_Goal of the exercise:_ All lines in the records below with the word "RequestBody" must be returned.

_Data for processing:_
=-=-=-=-=

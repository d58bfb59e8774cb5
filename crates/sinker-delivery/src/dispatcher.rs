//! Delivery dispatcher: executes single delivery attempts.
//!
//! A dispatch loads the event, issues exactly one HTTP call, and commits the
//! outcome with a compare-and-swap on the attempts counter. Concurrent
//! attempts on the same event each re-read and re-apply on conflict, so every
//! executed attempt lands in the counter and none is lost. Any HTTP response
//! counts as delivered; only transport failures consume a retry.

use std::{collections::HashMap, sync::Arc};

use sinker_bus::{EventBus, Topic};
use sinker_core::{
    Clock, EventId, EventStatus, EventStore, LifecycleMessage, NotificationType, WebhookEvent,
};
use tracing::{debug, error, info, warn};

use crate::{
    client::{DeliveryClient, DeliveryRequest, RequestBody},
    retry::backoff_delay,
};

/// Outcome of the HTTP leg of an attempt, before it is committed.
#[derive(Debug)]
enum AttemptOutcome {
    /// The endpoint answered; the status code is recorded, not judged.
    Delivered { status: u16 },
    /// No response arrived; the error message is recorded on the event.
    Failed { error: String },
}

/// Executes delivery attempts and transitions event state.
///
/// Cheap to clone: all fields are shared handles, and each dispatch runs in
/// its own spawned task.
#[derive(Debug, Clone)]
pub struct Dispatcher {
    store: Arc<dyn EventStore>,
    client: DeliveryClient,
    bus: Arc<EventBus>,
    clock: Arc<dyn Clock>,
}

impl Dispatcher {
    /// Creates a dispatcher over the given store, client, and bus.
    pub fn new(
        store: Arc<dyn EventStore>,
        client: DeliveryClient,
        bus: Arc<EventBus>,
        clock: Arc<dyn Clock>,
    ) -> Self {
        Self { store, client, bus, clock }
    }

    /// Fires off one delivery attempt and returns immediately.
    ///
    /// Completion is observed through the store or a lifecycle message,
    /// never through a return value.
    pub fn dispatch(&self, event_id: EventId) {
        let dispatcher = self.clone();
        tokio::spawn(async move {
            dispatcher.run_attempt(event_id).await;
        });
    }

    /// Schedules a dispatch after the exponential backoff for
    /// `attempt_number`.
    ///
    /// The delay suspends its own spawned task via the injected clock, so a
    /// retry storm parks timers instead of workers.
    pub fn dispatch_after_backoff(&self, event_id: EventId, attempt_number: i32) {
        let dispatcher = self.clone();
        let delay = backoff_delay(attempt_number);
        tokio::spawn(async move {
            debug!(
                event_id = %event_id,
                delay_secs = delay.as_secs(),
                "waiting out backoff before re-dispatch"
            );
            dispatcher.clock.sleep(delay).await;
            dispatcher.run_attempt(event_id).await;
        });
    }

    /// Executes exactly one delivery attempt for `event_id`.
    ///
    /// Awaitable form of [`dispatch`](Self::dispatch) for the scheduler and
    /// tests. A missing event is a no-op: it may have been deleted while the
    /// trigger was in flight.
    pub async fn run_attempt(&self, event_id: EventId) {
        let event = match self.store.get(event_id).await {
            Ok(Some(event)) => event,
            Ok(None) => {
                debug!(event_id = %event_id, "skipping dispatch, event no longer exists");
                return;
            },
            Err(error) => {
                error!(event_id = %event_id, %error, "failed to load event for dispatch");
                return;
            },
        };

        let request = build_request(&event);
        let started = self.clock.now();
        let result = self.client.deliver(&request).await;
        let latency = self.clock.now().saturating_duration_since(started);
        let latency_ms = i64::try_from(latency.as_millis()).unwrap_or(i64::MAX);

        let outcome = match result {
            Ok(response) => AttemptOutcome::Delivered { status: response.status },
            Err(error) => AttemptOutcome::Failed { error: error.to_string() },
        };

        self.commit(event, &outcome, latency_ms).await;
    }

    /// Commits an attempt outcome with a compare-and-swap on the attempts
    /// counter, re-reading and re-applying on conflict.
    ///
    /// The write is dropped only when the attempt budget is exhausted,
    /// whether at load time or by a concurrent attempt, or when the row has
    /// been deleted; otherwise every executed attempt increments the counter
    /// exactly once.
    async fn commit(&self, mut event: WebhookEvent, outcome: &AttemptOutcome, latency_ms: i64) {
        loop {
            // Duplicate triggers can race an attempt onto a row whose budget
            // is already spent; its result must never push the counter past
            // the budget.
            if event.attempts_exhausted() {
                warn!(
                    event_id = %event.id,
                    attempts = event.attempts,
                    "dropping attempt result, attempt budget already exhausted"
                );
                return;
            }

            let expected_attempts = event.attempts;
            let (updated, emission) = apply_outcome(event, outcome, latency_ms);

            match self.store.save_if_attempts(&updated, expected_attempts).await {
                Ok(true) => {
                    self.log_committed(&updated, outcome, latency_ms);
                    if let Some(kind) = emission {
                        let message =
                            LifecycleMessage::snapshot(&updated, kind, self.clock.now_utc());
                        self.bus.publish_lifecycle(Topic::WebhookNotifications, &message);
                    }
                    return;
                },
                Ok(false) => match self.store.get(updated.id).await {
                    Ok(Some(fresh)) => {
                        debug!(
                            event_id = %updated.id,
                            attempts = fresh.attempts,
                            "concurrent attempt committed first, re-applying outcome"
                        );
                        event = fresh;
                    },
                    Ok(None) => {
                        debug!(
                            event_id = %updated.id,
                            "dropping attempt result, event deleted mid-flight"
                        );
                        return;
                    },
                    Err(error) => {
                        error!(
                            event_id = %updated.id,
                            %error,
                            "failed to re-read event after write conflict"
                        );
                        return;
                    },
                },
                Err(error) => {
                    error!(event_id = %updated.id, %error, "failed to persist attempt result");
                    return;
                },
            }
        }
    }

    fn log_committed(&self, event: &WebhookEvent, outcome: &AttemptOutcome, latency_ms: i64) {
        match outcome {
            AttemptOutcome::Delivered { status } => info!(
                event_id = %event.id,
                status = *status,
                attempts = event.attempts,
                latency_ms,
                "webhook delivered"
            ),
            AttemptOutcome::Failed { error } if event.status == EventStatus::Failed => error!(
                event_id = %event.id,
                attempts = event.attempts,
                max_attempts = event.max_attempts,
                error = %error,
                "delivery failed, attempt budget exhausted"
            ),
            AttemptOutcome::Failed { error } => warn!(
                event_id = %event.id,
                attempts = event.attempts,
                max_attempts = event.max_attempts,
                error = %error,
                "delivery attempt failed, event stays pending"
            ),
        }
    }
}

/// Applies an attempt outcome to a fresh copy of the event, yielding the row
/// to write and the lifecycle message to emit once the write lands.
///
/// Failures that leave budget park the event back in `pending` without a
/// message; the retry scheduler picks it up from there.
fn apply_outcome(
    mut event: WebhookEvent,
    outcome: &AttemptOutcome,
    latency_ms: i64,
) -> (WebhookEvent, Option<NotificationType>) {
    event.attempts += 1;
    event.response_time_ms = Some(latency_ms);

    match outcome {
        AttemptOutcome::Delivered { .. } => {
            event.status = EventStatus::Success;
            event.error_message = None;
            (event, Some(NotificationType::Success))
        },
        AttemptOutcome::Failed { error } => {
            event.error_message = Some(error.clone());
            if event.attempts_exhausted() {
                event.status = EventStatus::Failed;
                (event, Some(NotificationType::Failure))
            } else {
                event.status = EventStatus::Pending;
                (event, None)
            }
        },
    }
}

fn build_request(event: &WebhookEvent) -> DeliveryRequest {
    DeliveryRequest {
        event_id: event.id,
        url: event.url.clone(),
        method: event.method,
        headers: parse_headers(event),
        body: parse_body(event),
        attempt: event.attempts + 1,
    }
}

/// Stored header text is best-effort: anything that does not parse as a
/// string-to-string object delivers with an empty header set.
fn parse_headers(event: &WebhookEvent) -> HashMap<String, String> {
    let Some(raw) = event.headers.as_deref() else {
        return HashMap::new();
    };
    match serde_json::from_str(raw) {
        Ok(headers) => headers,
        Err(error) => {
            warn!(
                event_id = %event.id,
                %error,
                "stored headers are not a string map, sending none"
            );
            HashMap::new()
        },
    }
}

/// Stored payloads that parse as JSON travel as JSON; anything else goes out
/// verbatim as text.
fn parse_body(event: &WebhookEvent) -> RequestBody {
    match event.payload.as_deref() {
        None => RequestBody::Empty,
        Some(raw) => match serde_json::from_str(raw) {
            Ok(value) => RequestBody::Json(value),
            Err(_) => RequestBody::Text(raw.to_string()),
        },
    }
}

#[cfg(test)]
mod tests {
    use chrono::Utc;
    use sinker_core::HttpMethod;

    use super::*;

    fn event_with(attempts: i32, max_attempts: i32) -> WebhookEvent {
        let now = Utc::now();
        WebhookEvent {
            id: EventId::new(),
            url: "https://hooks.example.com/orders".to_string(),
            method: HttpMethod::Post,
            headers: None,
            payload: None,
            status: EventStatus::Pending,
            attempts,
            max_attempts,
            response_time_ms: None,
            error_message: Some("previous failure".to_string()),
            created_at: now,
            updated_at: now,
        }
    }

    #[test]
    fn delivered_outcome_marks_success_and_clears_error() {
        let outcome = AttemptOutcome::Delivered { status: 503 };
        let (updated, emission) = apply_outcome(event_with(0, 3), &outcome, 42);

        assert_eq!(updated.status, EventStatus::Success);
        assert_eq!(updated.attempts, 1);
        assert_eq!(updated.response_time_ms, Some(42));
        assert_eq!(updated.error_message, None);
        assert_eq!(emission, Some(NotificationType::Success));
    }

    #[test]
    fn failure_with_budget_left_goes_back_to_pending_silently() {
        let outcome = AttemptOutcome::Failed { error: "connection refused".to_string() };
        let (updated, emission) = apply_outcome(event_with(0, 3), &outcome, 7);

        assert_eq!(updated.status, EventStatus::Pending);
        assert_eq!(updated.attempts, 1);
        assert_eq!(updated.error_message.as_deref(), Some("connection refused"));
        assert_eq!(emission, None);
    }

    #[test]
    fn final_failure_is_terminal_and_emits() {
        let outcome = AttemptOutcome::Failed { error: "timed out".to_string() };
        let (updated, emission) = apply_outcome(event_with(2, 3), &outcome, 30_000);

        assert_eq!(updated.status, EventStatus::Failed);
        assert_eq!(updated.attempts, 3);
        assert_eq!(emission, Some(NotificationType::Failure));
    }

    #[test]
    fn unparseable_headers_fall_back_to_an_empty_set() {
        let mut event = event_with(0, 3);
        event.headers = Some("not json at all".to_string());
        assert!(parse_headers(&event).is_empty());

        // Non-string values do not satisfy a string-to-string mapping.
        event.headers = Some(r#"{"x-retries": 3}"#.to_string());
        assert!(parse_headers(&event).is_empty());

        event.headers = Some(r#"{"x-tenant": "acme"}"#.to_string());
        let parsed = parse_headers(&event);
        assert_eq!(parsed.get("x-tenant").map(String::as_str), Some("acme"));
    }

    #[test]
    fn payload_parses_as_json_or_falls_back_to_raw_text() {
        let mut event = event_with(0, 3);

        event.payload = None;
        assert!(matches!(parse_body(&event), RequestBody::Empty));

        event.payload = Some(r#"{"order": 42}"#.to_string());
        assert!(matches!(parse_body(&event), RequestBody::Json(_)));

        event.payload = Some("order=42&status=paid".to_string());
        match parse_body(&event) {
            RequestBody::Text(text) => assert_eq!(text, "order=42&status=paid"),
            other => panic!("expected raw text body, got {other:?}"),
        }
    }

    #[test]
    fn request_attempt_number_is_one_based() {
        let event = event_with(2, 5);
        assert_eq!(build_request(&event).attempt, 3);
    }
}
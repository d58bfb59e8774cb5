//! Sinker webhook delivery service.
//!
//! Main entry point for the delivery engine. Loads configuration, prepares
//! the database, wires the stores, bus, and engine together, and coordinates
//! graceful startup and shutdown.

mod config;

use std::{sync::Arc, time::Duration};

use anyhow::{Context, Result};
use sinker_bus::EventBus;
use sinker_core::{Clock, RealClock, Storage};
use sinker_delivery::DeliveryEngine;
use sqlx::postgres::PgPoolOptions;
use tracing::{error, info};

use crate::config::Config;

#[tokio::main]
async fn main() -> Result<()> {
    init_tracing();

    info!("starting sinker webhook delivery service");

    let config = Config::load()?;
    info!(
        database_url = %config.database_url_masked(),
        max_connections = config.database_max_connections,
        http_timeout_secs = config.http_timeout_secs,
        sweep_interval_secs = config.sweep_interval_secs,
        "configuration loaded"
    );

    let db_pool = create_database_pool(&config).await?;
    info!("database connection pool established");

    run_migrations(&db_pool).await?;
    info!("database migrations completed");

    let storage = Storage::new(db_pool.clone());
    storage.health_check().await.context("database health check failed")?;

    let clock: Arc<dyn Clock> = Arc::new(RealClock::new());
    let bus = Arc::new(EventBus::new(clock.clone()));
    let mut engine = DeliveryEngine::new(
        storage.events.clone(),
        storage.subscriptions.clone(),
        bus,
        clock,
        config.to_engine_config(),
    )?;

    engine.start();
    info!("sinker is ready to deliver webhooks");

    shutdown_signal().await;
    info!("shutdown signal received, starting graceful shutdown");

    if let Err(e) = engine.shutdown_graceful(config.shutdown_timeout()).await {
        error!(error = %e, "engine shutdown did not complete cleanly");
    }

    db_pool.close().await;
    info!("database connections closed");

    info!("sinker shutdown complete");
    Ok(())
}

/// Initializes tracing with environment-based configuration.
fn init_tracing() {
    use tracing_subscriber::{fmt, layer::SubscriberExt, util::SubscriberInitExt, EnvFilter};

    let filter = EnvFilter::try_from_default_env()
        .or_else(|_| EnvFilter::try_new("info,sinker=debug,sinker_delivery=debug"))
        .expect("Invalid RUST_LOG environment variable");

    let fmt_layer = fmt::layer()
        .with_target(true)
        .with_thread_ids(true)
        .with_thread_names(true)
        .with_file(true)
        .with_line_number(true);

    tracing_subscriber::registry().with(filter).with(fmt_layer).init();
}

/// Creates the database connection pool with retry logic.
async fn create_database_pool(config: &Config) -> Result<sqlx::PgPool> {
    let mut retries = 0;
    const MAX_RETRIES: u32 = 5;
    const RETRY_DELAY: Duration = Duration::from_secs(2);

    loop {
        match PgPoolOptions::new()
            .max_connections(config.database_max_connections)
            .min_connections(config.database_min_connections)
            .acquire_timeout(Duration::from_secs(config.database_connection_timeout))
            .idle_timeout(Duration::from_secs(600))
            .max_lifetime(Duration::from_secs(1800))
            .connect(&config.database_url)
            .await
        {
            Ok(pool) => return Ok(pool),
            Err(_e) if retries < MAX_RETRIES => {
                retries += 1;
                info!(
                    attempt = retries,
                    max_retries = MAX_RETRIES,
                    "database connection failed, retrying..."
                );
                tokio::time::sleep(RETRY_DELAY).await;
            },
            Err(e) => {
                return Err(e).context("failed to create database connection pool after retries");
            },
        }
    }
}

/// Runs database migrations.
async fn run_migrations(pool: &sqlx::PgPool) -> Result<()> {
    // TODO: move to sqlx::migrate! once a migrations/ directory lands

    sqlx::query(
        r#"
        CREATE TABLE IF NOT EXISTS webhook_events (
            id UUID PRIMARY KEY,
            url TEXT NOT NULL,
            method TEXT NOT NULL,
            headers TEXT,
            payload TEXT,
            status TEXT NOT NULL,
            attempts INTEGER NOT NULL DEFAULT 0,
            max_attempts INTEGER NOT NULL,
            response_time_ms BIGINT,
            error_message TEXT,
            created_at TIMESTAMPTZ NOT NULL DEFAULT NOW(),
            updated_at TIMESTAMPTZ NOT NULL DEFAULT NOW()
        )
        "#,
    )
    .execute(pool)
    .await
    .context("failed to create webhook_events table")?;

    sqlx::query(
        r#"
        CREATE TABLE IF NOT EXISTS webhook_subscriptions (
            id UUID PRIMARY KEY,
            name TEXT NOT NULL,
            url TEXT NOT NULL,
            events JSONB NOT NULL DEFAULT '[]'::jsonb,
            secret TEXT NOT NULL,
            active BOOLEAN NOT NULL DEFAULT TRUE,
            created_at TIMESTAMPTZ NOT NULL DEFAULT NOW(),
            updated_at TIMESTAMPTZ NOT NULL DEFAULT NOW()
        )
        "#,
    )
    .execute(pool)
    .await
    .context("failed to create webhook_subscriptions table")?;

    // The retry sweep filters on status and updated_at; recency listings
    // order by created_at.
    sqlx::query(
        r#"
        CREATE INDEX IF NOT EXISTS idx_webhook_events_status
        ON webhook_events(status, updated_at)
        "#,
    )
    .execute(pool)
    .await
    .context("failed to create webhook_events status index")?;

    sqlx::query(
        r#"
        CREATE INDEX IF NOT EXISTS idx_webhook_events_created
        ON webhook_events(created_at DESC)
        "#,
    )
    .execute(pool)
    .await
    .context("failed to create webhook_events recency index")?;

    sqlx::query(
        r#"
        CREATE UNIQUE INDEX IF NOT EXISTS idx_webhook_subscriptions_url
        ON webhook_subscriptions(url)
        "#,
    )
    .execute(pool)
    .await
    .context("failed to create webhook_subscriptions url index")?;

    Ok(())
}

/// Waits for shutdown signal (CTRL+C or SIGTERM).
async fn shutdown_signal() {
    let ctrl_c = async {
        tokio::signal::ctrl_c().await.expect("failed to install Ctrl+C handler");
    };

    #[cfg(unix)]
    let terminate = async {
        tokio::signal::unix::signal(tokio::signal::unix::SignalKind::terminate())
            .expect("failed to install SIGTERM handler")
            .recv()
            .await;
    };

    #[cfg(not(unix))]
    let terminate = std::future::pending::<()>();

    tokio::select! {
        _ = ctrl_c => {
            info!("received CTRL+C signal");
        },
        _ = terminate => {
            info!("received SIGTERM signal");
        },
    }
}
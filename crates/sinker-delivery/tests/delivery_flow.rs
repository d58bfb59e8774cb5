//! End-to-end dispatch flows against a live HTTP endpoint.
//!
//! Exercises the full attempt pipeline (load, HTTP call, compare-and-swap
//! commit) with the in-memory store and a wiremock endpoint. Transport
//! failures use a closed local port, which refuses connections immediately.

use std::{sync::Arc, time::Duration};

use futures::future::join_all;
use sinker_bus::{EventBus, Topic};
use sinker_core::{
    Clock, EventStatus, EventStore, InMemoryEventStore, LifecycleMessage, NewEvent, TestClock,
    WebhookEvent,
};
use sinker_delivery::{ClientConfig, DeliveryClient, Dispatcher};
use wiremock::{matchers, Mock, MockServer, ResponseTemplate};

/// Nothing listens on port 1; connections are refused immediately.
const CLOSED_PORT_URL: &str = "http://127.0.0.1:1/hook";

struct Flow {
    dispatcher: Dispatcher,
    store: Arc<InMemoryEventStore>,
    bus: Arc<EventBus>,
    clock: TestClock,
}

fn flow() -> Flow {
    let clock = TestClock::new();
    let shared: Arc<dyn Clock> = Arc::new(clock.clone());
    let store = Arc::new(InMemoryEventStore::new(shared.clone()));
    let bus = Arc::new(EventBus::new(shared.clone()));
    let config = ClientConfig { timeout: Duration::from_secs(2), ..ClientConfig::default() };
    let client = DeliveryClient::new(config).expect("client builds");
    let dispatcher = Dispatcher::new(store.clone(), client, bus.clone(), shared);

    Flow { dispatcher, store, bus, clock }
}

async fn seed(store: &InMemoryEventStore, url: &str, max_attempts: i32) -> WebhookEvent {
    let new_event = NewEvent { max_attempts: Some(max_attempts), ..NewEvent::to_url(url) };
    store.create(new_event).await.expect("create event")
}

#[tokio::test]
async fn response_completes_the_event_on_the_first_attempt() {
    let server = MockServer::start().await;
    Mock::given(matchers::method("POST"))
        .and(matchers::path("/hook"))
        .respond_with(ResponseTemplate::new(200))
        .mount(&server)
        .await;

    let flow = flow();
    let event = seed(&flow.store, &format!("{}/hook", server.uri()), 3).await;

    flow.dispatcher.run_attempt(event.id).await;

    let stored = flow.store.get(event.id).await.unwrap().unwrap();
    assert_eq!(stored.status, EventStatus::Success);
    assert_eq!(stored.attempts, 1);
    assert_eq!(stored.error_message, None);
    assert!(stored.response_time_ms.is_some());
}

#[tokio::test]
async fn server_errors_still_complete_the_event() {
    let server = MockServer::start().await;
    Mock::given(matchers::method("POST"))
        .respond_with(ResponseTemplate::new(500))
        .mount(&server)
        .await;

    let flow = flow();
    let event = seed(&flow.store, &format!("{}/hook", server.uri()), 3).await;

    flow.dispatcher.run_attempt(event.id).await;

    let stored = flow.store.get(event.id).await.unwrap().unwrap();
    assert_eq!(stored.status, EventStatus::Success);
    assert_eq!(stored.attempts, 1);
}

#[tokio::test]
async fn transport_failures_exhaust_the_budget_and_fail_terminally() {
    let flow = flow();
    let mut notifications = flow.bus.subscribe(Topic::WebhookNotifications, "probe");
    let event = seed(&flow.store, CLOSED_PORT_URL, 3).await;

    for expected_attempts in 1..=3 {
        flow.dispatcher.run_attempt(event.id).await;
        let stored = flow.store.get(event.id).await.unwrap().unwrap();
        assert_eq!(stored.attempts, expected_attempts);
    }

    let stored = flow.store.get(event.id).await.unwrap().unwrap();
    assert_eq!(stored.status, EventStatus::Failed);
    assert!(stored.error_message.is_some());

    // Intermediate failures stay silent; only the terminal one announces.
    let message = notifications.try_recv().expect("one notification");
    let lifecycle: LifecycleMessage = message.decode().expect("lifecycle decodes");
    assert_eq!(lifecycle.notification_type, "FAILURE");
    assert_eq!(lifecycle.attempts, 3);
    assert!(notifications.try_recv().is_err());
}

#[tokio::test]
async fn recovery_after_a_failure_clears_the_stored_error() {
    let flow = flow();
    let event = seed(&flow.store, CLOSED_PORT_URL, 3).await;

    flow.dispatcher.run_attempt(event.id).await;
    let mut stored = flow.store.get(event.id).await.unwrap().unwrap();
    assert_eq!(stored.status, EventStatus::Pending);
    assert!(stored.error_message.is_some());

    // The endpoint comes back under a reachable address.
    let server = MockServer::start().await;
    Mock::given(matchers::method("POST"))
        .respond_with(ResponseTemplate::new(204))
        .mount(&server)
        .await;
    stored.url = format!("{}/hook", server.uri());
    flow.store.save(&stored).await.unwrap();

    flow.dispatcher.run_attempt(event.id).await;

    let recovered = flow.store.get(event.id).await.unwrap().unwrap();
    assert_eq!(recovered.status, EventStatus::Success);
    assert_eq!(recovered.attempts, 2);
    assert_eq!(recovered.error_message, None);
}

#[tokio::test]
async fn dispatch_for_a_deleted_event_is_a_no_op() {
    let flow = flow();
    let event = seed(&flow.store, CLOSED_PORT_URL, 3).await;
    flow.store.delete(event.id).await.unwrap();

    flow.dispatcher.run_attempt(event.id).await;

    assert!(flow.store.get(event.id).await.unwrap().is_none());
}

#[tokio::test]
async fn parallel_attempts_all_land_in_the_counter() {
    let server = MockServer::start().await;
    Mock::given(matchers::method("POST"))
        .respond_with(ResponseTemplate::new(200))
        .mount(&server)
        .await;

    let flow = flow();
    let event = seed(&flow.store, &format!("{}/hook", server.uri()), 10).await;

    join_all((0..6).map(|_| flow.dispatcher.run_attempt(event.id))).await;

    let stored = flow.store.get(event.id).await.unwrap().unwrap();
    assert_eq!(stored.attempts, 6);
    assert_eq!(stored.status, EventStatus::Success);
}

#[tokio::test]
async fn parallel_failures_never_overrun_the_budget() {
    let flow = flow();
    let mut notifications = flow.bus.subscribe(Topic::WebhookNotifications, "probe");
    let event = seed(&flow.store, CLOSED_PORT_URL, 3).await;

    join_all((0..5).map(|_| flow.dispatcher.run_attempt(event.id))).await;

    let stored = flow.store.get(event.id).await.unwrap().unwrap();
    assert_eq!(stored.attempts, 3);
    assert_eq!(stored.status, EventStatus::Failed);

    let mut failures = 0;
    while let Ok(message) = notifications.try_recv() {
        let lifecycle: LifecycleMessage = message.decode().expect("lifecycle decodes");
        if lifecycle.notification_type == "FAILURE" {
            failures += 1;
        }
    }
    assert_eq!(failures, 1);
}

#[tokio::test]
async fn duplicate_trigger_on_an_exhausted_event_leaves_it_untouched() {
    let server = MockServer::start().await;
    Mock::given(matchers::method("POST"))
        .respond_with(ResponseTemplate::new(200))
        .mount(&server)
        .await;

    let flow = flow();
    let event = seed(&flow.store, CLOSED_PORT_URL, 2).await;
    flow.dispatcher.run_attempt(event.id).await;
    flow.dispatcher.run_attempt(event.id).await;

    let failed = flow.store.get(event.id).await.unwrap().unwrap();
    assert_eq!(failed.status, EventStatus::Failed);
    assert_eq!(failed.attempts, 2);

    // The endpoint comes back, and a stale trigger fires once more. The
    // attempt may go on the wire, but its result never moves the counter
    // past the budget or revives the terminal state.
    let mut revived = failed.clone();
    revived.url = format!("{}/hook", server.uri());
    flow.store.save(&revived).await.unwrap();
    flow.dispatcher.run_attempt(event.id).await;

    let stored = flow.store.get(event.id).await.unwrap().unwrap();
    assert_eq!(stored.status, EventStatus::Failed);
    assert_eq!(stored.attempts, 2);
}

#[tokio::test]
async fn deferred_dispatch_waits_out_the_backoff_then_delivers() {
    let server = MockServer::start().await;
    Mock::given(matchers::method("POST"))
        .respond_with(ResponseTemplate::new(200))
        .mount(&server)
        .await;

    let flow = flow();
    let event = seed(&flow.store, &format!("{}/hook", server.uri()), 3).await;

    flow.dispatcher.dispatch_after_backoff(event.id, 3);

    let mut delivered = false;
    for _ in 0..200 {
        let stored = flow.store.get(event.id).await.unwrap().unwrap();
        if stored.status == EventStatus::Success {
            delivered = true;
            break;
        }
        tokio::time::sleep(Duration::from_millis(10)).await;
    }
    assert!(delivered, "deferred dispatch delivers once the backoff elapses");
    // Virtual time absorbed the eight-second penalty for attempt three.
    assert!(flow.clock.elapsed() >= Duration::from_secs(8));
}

=-=-=-=-=

_Output for this exercise:_
    client::{DeliveryClient, DeliveryRequest, RequestBody},
fn parse_body(event: &WebhookEvent) -> RequestBody {
        None => RequestBody::Empty,
            Ok(value) => RequestBody::Json(value),
            Err(_) => RequestBody::Text(raw.to_string()),
        assert!(matches!(parse_body(&event), RequestBody::Empty));
        assert!(matches!(parse_body(&event), RequestBody::Json(_)));
            RequestBody::Text(text) => assert_eq!(text, "order=42&status=paid"),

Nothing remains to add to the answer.